SINGAPORE (Reuters) – Oil prices were stable on Tuesday, pressured by a cloudy outlook for the global economy but supported by worries over disruptions to supply from U.S. sanctions on Venezuelan exports.
U.S. West Texas Intermediate (WTI) crude futures were at $53.28 per barrel at 0111 GMT, 3 cents below their last settlement.
International - Brent - Crude - Oil - Futures
International Brent crude oil futures were 1 cent above their last close, at $61.33 per barrel.
This followed a 2-percent price jump the previous session, when markets first digested the U.S. sanctions on Venezuela’s oil exports.

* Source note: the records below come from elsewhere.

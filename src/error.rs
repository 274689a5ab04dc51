use std::path::PathBuf;

use thiserror::Error;

use crate::entity::NoteId;

#[derive(Error, Debug)]
pub enum StickiesError {
    #[error(
        "Unable to create a writable notes directory.\n\
         Primary location: {}\nFailed with: {primary_error}\n\
         Fallback location: {}\nFailed with: {fallback_error}",
        .primary.display(),
        .fallback.display()
    )]
    StorageUnavailable {
        primary: PathBuf,
        primary_error: std::io::Error,
        fallback: PathBuf,
        fallback_error: std::io::Error,
    },

    #[error("Could not read {}: {source}", .path.display())]
    Unreadable {
        path: PathBuf,
        source: std::io::Error,
    },

    #[error("Could not parse {}: {source}", .path.display())]
    Corrupt {
        path: PathBuf,
        source: serde_json::Error,
    },

    #[error("Note not found: {0}")]
    NoteNotFound(NoteId),

    #[error("Invalid color: {0}")]
    InvalidColor(String),

    #[error("Invalid event: {0}")]
    InvalidEvent(String),

    #[error("IO error: {0}")]
    Io(#[from] std::io::Error),

    #[error("JSON error: {0}")]
    Json(#[from] serde_json::Error),
}

pub type Result<T> = std::result::Result<T, StickiesError>;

Washington - Monday - Sanctions - Venezuela - Oil
Washington on Monday announced export sanctions against Venezuela’s state-owned oil firm PDVSA, limiting transactions between U.S. companies that do business with Venezuela through purchases of crude oil and sales of refined products.
The sanctions, aim to freeze sale proceeds from PDVSA’s exports of roughly 500,000 barrels per day (bpd) of crude oil to the United States. They are the toughest U.S. financial challenge yet to Venezuela’s embattled socialist president, Nicolas Maduro.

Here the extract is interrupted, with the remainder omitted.